Task brief: In the entries below, find the lines that contain the word "EmptyGrid" and copy them.

━━━━━━━━

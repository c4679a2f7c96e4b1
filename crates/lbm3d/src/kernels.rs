//! Trilinear interpolation stencil for particle-lattice transfers.
//!
//! The same weights are used to gather fluid velocity at a particle and to
//! scatter the reaction force back, which keeps the exchange momentum
//! conserving.

use glam::DVec3;

use crate::boundary::BoundaryMask;
use crate::error::CouplingError;
use crate::lattice::Lattice;

/// 1D linear hat weight.
/// Support: [-1, 1] (covers 2 lattice sites)
#[inline]
pub fn linear_1d(r: f64) -> f64 {
    let r_abs = r.abs();
    if r_abs < 1.0 {
        1.0 - r_abs
    } else {
        0.0
    }
}

/// 3D trilinear weight (tensor product of 1D).
#[inline]
pub fn trilinear_3d(delta: DVec3) -> f64 {
    linear_1d(delta.x) * linear_1d(delta.y) * linear_1d(delta.z)
}

/// Up to eight lattice sites with normalised weights.
#[derive(Clone, Copy, Debug, Default, PartialEq)]
pub struct Stencil {
    pub sites: [usize; 8],
    pub weights: [f64; 8],
    pub len: usize,
}

impl Stencil {
    /// `(site, weight)` pairs in a fixed order.
    pub fn iter(&self) -> impl Iterator<Item = (usize, f64)> + '_ {
        self.sites[..self.len]
            .iter()
            .copied()
            .zip(self.weights[..self.len].iter().copied())
    }

    /// Weighted sum of a per-site quantity.
    #[inline]
    pub fn gather(&self, mut value: impl FnMut(usize) -> DVec3) -> DVec3 {
        self.iter().map(|(site, w)| w * value(site)).sum()
    }
}

/// Stencil around `position` for `particle`.
///
/// Periodic axes wrap. Sites beyond a bounded axis and solid sites are
/// dropped and the remaining weights renormalised.
pub fn trilinear_stencil(
    lattice: &Lattice,
    mask: &BoundaryMask,
    position: DVec3,
    particle: usize,
) -> Result<Stencil, CouplingError> {
    if !position.is_finite() {
        return Err(CouplingError::NonFinite { particle });
    }

    let dims = lattice.dims();
    let periodic = lattice.periodic();
    let p = position / lattice.agrid();
    for axis in 0..3 {
        if !periodic[axis] && !(0.0..=dims[axis] as f64).contains(&p[axis]) {
            return Err(CouplingError::OutsideDomain { particle, position });
        }
    }

    // Site centres sit at half-integer positions
    let s = p - DVec3::splat(0.5);
    let base = s.floor();
    let frac = s - base;
    let (bi, bj, bk) = (base.x as i64, base.y as i64, base.z as i64);

    let mut stencil = Stencil::default();
    let mut total = 0.0;
    for dk in 0..2i64 {
        for dj in 0..2i64 {
            for di in 0..2i64 {
                let offset = DVec3::new(di as f64, dj as f64, dk as f64);
                let w = trilinear_3d(frac - offset);
                if w <= 0.0 {
                    continue;
                }
                let Some(site) = lattice.resolve([bi + di, bj + dj, bk + dk]) else {
                    continue;
                };
                if mask.is_solid(site) {
                    continue;
                }
                stencil.sites[stencil.len] = site;
                stencil.weights[stencil.len] = w;
                stencil.len += 1;
                total += w;
            }
        }
    }

    if stencil.len == 0 || total <= 0.0 {
        return Err(CouplingError::NoFluidSupport { particle });
    }
    for w in &mut stencil.weights[..stencil.len] {
        *w /= total;
    }
    Ok(stencil)
}
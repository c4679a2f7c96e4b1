//! Momentum exchange between particles and fluid over full steps.

use lbm3d::{
    CoupledParticles, DVec3, FluidConfig, Particles, Simulation, SimulationConfig,
    ThermostatConfig,
};

fn config(kt: f64) -> SimulationConfig {
    SimulationConfig::new(
        [8, 8, 8],
        FluidConfig::new(1.0, 0.05, 1.0, 1.0),
        ThermostatConfig::new(kt, 2.0, 5),
    )
}

fn particles(count: usize, box_length: DVec3) -> Particles {
    let mut particles = Particles::new().with_box(box_length, [true; 3]);
    for i in 0..count {
        let t = i as f64;
        particles.spawn(
            DVec3::new((t * 1.37) % 8.0, (t * 2.91) % 8.0, (t * 0.73) % 8.0),
            DVec3::new(0.3 * (t * 0.5).sin(), -0.2, 0.1 * t.cos()),
            1.0 + 0.1 * t,
        );
    }
    particles
}

/// Per step: particle forces and lattice deposit cancel exactly
#[test]
fn test_step_forces_cancel() {
    let config = config(0.5);
    let box_length = DVec3::from_array(config.box_length());
    let mut sim = Simulation::cpu(config, vec![]).unwrap();
    let mut particles = particles(30, box_length);

    for _ in 0..20 {
        let report = sim.advance(&mut particles, 0.05).unwrap();
        let net = report.coupling.total_particle_force() + report.coupling.deposited;
        assert!(net.length() < 1e-10, "Step {}: net force {:?}", report.step, net);
    }
}

/// Over many steps: particle + fluid + pending deposit momentum is constant
#[test]
fn test_total_momentum_is_conserved() {
    let config = config(1.0);
    let tau = config.fluid.tau;
    let box_length = DVec3::from_array(config.box_length());
    let mut sim = Simulation::cpu(config, vec![]).unwrap();
    let mut particles = particles(25, box_length);

    let total = |sim: &Simulation, particles: &Particles| {
        particles.momentum() + sim.lattice().total_momentum() + sim.lattice().total_force() * tau
    };
    let p0 = total(&sim, &particles);

    for step in 0..100 {
        sim.advance(&mut particles, tau).unwrap();
        let p = total(&sim, &particles);
        assert!(
            (p - p0).length() < 1e-9,
            "Momentum drift after step {}: {:?} -> {:?}",
            step,
            p0,
            p
        );
    }
}

/// Friction only: a moving particle drags the fluid along
#[test]
fn test_friction_drags_fluid() {
    let config = config(0.0);
    let mut sim = Simulation::cpu(config, vec![]).unwrap();
    let mut particles = Particles::new().with_box(DVec3::splat(8.0), [true; 3]);
    particles.spawn(DVec3::splat(4.0), DVec3::new(1.0, 0.0, 0.0), 10.0);

    sim.run(&mut particles, 50).unwrap();

    let fluid = sim.lattice().total_momentum();
    assert!(fluid.x > 0.0, "Fluid should move with the particle: {:?}", fluid);
    assert!(particles.velocity(0).x < 1.0, "Particle should slow down");
    assert!(fluid.y.abs() < 1e-12 && fluid.z.abs() < 1e-12);
}

/// The same seed replays the same trajectory
#[test]
fn test_seeded_replay() {
    let config = config(1.0);
    let box_length = DVec3::from_array(config.box_length());
    let run = || {
        let mut sim = Simulation::cpu(config.clone(), vec![]).unwrap();
        let mut particles = particles(10, box_length);
        sim.run(&mut particles, 30).unwrap();
        particles.list.iter().map(|p| p.velocity).collect::<Vec<_>>()
    };
    assert_eq!(run(), run());
}
//! Simulation configuration.
//!
//! All quantities are given in MD units (the units of the particle system).
//! The configuration is validated once when the lattice is constructed and is
//! immutable afterwards.

use std::path::Path;

use serde::{Deserialize, Serialize};

use crate::constants::{CS2, DEFAULT_TRT_MAGIC};
use crate::error::ConfigError;

/// Collision operator selection.
#[derive(Clone, Copy, Debug, Default, PartialEq, Serialize, Deserialize)]
#[serde(rename_all = "snake_case")]
pub enum CollisionModel {
    /// Single relaxation time.
    #[default]
    Bgk,
    /// Two relaxation times; odd moments relax at the rate fixed by `magic`.
    Trt {
        #[serde(default = "default_magic")]
        magic: f64,
    },
}

fn default_magic() -> f64 {
    DEFAULT_TRT_MAGIC
}

/// Fluid and lattice parameters.
#[derive(Clone, Debug, PartialEq, Serialize, Deserialize)]
pub struct FluidConfig {
    /// Grid spacing.
    pub agrid: f64,
    /// Lattice time step.
    pub tau: f64,
    /// Mass density of the fluid at rest.
    pub density: f64,
    /// Kinematic viscosity.
    pub viscosity: f64,
    #[serde(default)]
    pub collision: CollisionModel,
    /// Constant body force density acting on every fluid site.
    #[serde(default)]
    pub ext_force_density: [f64; 3],
}

/// Particle-fluid coupling parameters.
#[derive(Clone, Debug, PartialEq, Serialize, Deserialize)]
pub struct ThermostatConfig {
    /// Thermal energy.
    #[serde(default)]
    pub kt: f64,
    /// Friction coefficient.
    #[serde(default = "default_gamma")]
    pub gamma: f64,
    /// Seed for the counter-based noise.
    #[serde(default)]
    pub seed: u64,
}

fn default_gamma() -> f64 {
    1.0
}

impl Default for ThermostatConfig {
    fn default() -> Self {
        Self {
            kt: 0.0,
            gamma: default_gamma(),
            seed: 0,
        }
    }
}

/// Complete run configuration.
#[derive(Clone, Debug, PartialEq, Serialize, Deserialize)]
pub struct SimulationConfig {
    /// Number of sites along x, y and z.
    pub grid: [usize; 3],
    /// Periodicity per axis; bounded axes are closed by static walls.
    #[serde(default = "default_periodic")]
    pub periodic: [bool; 3],
    pub fluid: FluidConfig,
    #[serde(default)]
    pub thermostat: ThermostatConfig,
}

fn default_periodic() -> [bool; 3] {
    [true, true, true]
}

/// Relaxation rates derived from the fluid configuration.
#[derive(Clone, Copy, Debug, PartialEq)]
pub struct RelaxationParams {
    /// Rate for even (shear and bulk) moments.
    pub omega_even: f64,
    /// Rate for odd (momentum flux) moments. Equal to `omega_even` for BGK.
    pub omega_odd: f64,
}

impl RelaxationParams {
    /// Single relaxation time.
    pub fn bgk(omega: f64) -> Self {
        Self {
            omega_even: omega,
            omega_odd: omega,
        }
    }
}

impl FluidConfig {
    /// Fluid with BGK collisions and no body force.
    pub fn new(agrid: f64, tau: f64, density: f64, viscosity: f64) -> Self {
        Self {
            agrid,
            tau,
            density,
            viscosity,
            collision: CollisionModel::Bgk,
            ext_force_density: [0.0; 3],
        }
    }

    pub fn validate(&self) -> Result<(), ConfigError> {
        if !(self.agrid > 0.0) || !self.agrid.is_finite() {
            return Err(ConfigError::NonPositiveSpacing(self.agrid));
        }
        if !(self.tau > 0.0) || !self.tau.is_finite() {
            return Err(ConfigError::NonPositiveTimeStep(self.tau));
        }
        if !(self.density > 0.0) || !self.density.is_finite() {
            return Err(ConfigError::NonPositiveDensity(self.density));
        }
        if !(self.viscosity > 0.0) || !self.viscosity.is_finite() {
            return Err(ConfigError::NonPositiveViscosity(self.viscosity));
        }
        if let CollisionModel::Trt { magic } = self.collision {
            if !(magic > 0.0) || !magic.is_finite() {
                return Err(ConfigError::InvalidMagic(magic));
            }
        }
        Ok(())
    }

    /// Viscosity in lattice units.
    pub fn lattice_viscosity(&self) -> f64 {
        self.viscosity * self.tau / (self.agrid * self.agrid)
    }

    /// Fluid mass held by one site at rest.
    pub fn site_mass(&self) -> f64 {
        self.density * self.agrid.powi(3)
    }

    /// Relaxation rates for the configured collision model.
    pub fn relaxation(&self) -> Result<RelaxationParams, ConfigError> {
        self.validate()?;
        let tau_even = self.lattice_viscosity() / CS2 + 0.5;
        let omega_even = 1.0 / tau_even;
        match self.collision {
            CollisionModel::Bgk => Ok(RelaxationParams::bgk(omega_even)),
            CollisionModel::Trt { magic } => {
                let tau_odd = magic / (tau_even - 0.5) + 0.5;
                Ok(RelaxationParams {
                    omega_even,
                    omega_odd: 1.0 / tau_odd,
                })
            }
        }
    }
}

impl ThermostatConfig {
    pub fn new(kt: f64, gamma: f64, seed: u64) -> Self {
        Self { kt, gamma, seed }
    }

    pub fn validate(&self) -> Result<(), ConfigError> {
        if !(self.kt >= 0.0) || !self.kt.is_finite() {
            return Err(ConfigError::NegativeTemperature(self.kt));
        }
        if !(self.gamma >= 0.0) || !self.gamma.is_finite() {
            return Err(ConfigError::NegativeFriction(self.gamma));
        }
        Ok(())
    }
}

impl SimulationConfig {
    /// Fully periodic box with the given fluid and thermostat.
    pub fn new(grid: [usize; 3], fluid: FluidConfig, thermostat: ThermostatConfig) -> Self {
        Self {
            grid,
            periodic: default_periodic(),
            fluid,
            thermostat,
        }
    }

    pub fn with_periodic(mut self, periodic: [bool; 3]) -> Self {
        self.periodic = periodic;
        self
    }

    pub fn validate(&self) -> Result<(), ConfigError> {
        if self.grid.iter().any(|&n| n == 0) {
            return Err(ConfigError::EmptyGrid(self.grid));
        }
        self.fluid.validate()?;
        self.thermostat.validate()
    }

    /// Box lengths in MD units.
    pub fn box_length(&self) -> [f64; 3] {
        self.grid.map(|n| n as f64 * self.fluid.agrid)
    }

    /// Save configuration to JSON file
    pub fn save_json(&self, path: &Path) -> Result<(), ConfigError> {
        let json = serde_json::to_string_pretty(self)?;
        std::fs::write(path, json)?;
        Ok(())
    }

    /// Load configuration from JSON file
    pub fn load_json(path: &Path) -> Result<Self, ConfigError> {
        let json = std::fs::read_to_string(path)?;
        let config: SimulationConfig = serde_json::from_str(&json)?;
        config.validate()?;
        Ok(config)
    }
}

#[cfg(test)]
mod tests {
    use super::*;

    fn fluid() -> FluidConfig {
        FluidConfig::new(2.5, 0.05, 1.7, 2.7)
    }

    #[test]
    fn test_bgk_relaxation_from_viscosity() {
        let f = fluid();
        let params = f.relaxation().unwrap();
        let nu = 2.7 * 0.05 / (2.5 * 2.5);
        let expected = 1.0 / (3.0 * nu + 0.5);
        assert!((params.omega_even - expected).abs() < 1e-12);
        assert_eq!(params.omega_even, params.omega_odd);
        assert!(params.omega_even > 0.0 && params.omega_even < 2.0);
    }

    #[test]
    fn test_trt_magic_relation() {
        let mut f = fluid();
        f.collision = CollisionModel::Trt { magic: 0.25 };
        let p = f.relaxation().unwrap();
        let lambda = (1.0 / p.omega_even - 0.5) * (1.0 / p.omega_odd - 0.5);
        assert!((lambda - 0.25).abs() < 1e-12);
    }

    #[test]
    fn test_rejects_bad_parameters() {
        let mut f = fluid();
        f.viscosity = -1.0;
        assert!(matches!(f.validate(), Err(ConfigError::NonPositiveViscosity(_))));

        let mut f = fluid();
        f.agrid = 0.0;
        assert!(matches!(f.validate(), Err(ConfigError::NonPositiveSpacing(_))));

        let mut f = fluid();
        f.viscosity = f64::NAN;
        assert!(f.validate().is_err());

        let t = ThermostatConfig::new(-0.1, 1.0, 0);
        assert!(matches!(t.validate(), Err(ConfigError::NegativeTemperature(_))));

        let c = SimulationConfig::new([0, 4, 4], fluid(), ThermostatConfig::default());
        assert!(matches!(c.validate(), Err(ConfigError::EmptyGrid(_))));
    }

    #[test]
    fn test_json_defaults() {
        let json = r#"{
            "grid": [8, 8, 8],
            "fluid": { "agrid": 1.0, "tau": 0.01, "density": 1.0, "viscosity": 1.0 }
        }"#;
        let config: SimulationConfig = serde_json::from_str(json).unwrap();
        assert_eq!(config.periodic, [true, true, true]);
        assert_eq!(config.fluid.collision, CollisionModel::Bgk);
        assert_eq!(config.thermostat.gamma, 1.0);
        assert_eq!(config.thermostat.kt, 0.0);
        config.validate().unwrap();
    }

    #[test]
    fn test_json_round_trip_through_file() {
        let mut config = SimulationConfig::new(
            [10, 6, 4],
            fluid(),
            ThermostatConfig::new(0.25, 5.0, 123),
        )
        .with_periodic([true, false, true]);
        config.fluid.collision = CollisionModel::Trt { magic: 0.1875 };

        let path = std::env::temp_dir().join(format!("lbm3d-config-{}.json", std::process::id()));
        config.save_json(&path).unwrap();
        let loaded = SimulationConfig::load_json(&path).unwrap();
        let _ = std::fs::remove_file(&path);
        assert_eq!(loaded, config);
    }
}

━━━━━━━━

Answer to this task:
            return Err(ConfigError::EmptyGrid(self.grid));
        assert!(matches!(c.validate(), Err(ConfigError::EmptyGrid(_))));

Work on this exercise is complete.